Recuperação de obras de Matisse em São Paulo traz alívio ao mercado de arte
Oito gravuras do artista francês foram recuperadas após roubo em biblioteca.
Por Marcos Molina · 14 de ago. de 2026, 09:01

Oito gravuras do renomado artista francês **Henri Matisse**, que haviam sido furtadas em dezembro do ano passado da **Biblioteca Mário de Andrade**, em São Paulo, foram recuperadas pela polícia na última quinta-feira, 13 de agosto. As obras, avaliadas em cerca de **US$ 200 mil** (aproximadamente R$ 1 milhão), foram encontradas em uma residência em **São Bernardo do Campo** e um homem de 44 anos foi detido no local.
O roubo e a recuperação
No dia 7 de dezembro de 2022, um assalto audacioso ocorreu na biblioteca, onde dois ladrões renderam um segurança e um casal de idosos que visitava o local. Durante a ação, os criminosos fugiram levando as obras de arte pela entrada principal. O caso mobilizou as autoridades e, desde então, três pessoas já haviam sido presas em conexão com o crime. A operação da polícia resultou na captura de **João Paulo Linhares de Araújo**, que é considerado o responsável por armazenar as obras de arte.
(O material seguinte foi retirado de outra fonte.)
//! Key-value persistence for settings and sessions.
//!
//! Values are JSON documents. The file store keeps one `<key>.json` per key
//! inside the data directory.

use directories::ProjectDirs;
use std::collections::HashMap;
use std::fs;
use std::io;
use std::path::{Path, PathBuf};
use std::sync::Mutex;
use thiserror::Error;

pub const SETTINGS_KEY: &str = "timerSettings";
pub const SESSIONS_KEY: &str = "savedSessions";

#[derive(Error, Debug)]
pub enum StoreError {
    #[error("IO error on {path:?}: {source}")]
    Io {
        path: PathBuf,
        #[source]
        source: io::Error,
    },

    #[error("Could not determine data directory")]
    NoDataDir,

    #[error("Store lock poisoned")]
    Poisoned,
}

pub trait KeyValueStore: Send {
    fn get(&self, key: &str) -> Result<Option<String>, StoreError>;
    fn set(&self, key: &str, value: &str) -> Result<(), StoreError>;
    fn remove(&self, key: &str) -> Result<(), StoreError>;
}

pub struct JsonFileStore {
    dir: PathBuf,
}

impl JsonFileStore {
    pub fn new(dir: impl Into<PathBuf>) -> Self {
        Self { dir: dir.into() }
    }

    pub fn default_data_dir() -> Result<PathBuf, StoreError> {
        let proj_dirs =
            ProjectDirs::from("com", "pabloagn", "Kairos").ok_or(StoreError::NoDataDir)?;
        Ok(proj_dirs.data_dir().to_path_buf())
    }

    pub fn dir(&self) -> &Path {
        &self.dir
    }

    fn path_for(&self, key: &str) -> PathBuf {
        self.dir.join(format!("{}.json", key))
    }
}

impl KeyValueStore for JsonFileStore {
    fn get(&self, key: &str) -> Result<Option<String>, StoreError> {
        let path = self.path_for(key);
        match fs::read_to_string(&path) {
            Ok(json) => Ok(Some(json)),
            Err(e) if e.kind() == io::ErrorKind::NotFound => Ok(None),
            Err(source) => Err(StoreError::Io { path, source }),
        }
    }

    fn set(&self, key: &str, value: &str) -> Result<(), StoreError> {
        fs::create_dir_all(&self.dir).map_err(|source| StoreError::Io {
            path: self.dir.clone(),
            source,
        })?;

        // write-then-rename: readers only ever see a complete document
        let path = self.path_for(key);
        let tmp = path.with_extension("json.tmp");
        fs::write(&tmp, value).map_err(|source| StoreError::Io {
            path: tmp.clone(),
            source,
        })?;
        fs::rename(&tmp, &path).map_err(|source| StoreError::Io { path, source })
    }

    fn remove(&self, key: &str) -> Result<(), StoreError> {
        let path = self.path_for(key);
        match fs::remove_file(&path) {
            Ok(()) => Ok(()),
            Err(e) if e.kind() == io::ErrorKind::NotFound => Ok(()),
            Err(source) => Err(StoreError::Io { path, source }),
        }
    }
}

/// In-process store used by tests and ephemeral runs.
#[derive(Default)]
pub struct MemoryStore {
    data: Mutex<HashMap<String, String>>,
}

impl MemoryStore {
    pub fn new() -> Self {
        Self::default()
    }

    pub fn with(key: &str, value: &str) -> Self {
        let store = Self::new();
        if let Ok(mut data) = store.data.lock() {
            data.insert(key.to_string(), value.to_string());
        }
        store
    }
}

impl KeyValueStore for MemoryStore {
    fn get(&self, key: &str) -> Result<Option<String>, StoreError> {
        let data = self.data.lock().map_err(|_| StoreError::Poisoned)?;
        Ok(data.get(key).cloned())
    }

    fn set(&self, key: &str, value: &str) -> Result<(), StoreError> {
        let mut data = self.data.lock().map_err(|_| StoreError::Poisoned)?;
        data.insert(key.to_string(), value.to_string());
        Ok(())
    }

    fn remove(&self, key: &str) -> Result<(), StoreError> {
        let mut data = self.data.lock().map_err(|_| StoreError::Poisoned)?;
        data.remove(key);
        Ok(())
    }
}

impl<T: KeyValueStore + Sync> KeyValueStore for std::sync::Arc<T> {
    fn get(&self, key: &str) -> Result<Option<String>, StoreError> {
        (**self).get(key)
    }

    fn set(&self, key: &str, value: &str) -> Result<(), StoreError> {
        (**self).set(key, value)
    }

    fn remove(&self, key: &str) -> Result<(), StoreError> {
        (**self).remove(key)
    }
}

#[cfg(test)]
mod tests {
    use super::*;

    #[test]
    fn file_store_round_trips_and_removes() {
        let dir = tempfile::tempdir().unwrap();
        let store = JsonFileStore::new(dir.path().join("nested"));

        assert_eq!(store.get(SESSIONS_KEY).unwrap(), None);
        store.set(SESSIONS_KEY, "[]").unwrap();
        assert_eq!(store.get(SESSIONS_KEY).unwrap().as_deref(), Some("[]"));
        assert!(dir.path().join("nested/savedSessions.json").exists());

        store.remove(SESSIONS_KEY).unwrap();
        assert_eq!(store.get(SESSIONS_KEY).unwrap(), None);
        // removing twice is fine
        store.remove(SESSIONS_KEY).unwrap();
    }

    #[test]
    fn memory_store_keeps_keys_apart() {
        let store = MemoryStore::with(SETTINGS_KEY, "{}");
        store.set(SESSIONS_KEY, "[]").unwrap();
        assert_eq!(store.get(SETTINGS_KEY).unwrap().as_deref(), Some("{}"));
        assert_eq!(store.get(SESSIONS_KEY).unwrap().as_deref(), Some("[]"));
    }
}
Entretanto, a recuperação das gravuras de Matisse não apaga a preocupação em relação a outras cinco obras do artista brasileiro **Cândido Portinari**, que também foram levadas durante o roubo e permanecem desaparecidas. A polícia acredita que **Laéssio Rodrigues de Oliveira**, conhecido por sua atuação no submundo do roubo de arte, é o mentor do crime e está sob custódia desde abril.
A importância das obras
As gravuras de Matisse são parte de uma edição limitada do livro **Jazz**, enquanto as de Portinari foram criadas para ilustrar uma versão especial do romance **Menino de Engenho**, de **José Lins do Rêgo**. Ambas as obras faziam parte de uma exposição conjunta com o **Museu de Arte Moderna de São Paulo (MAM)**, que celebrava a conexão histórica entre as instituições. A exposição, intitulada **Do Livro ao Museu**, foi encerrada no dia do roubo.
**Marcia Iabutti**, historiadora da arte, destacou a grande importância cultural das obras, enfatizando que o roubo representa uma grande perda para o patrimônio artístico brasileiro. "As gravuras de Portinari, que fazem parte de uma série rara editada em 1959, revelam o estilo do artista, que mescla modernismo com influências clássicas em suas representações", comentou Iabutti.
Medidas de segurança e futuro das obras
Após o roubo, a segurança da Biblioteca Mário de Andrade foi significativamente reforçada. As autoridades também se mobilizaram para prevenir que as obras fossem enviadas ao exterior, acionando a **Interpol** e diversas instituições ligadas ao patrimônio artístico nacional. O objetivo foi dificultar o comércio ilegal das obras.
No passado, a biblioteca já enfrentou outro grande furto, em 2006, quando 12 gravuras do século 19 foram levadas, mas recuperadas anos depois. A história de furtos de arte em instituições culturais ressalta a necessidade urgente de segurança adequada e maior conscientização sobre a importância do patrimônio artístico como uma herança coletiva.
A recuperação das obras de Matisse é um triunfo, mas a luta para trazer de volta as obras de Portinari ainda continua. A comunidade artística brasileira espera que a polícia consiga concluir essa missão e restituir ao público a riqueza cultural que pertence a todos.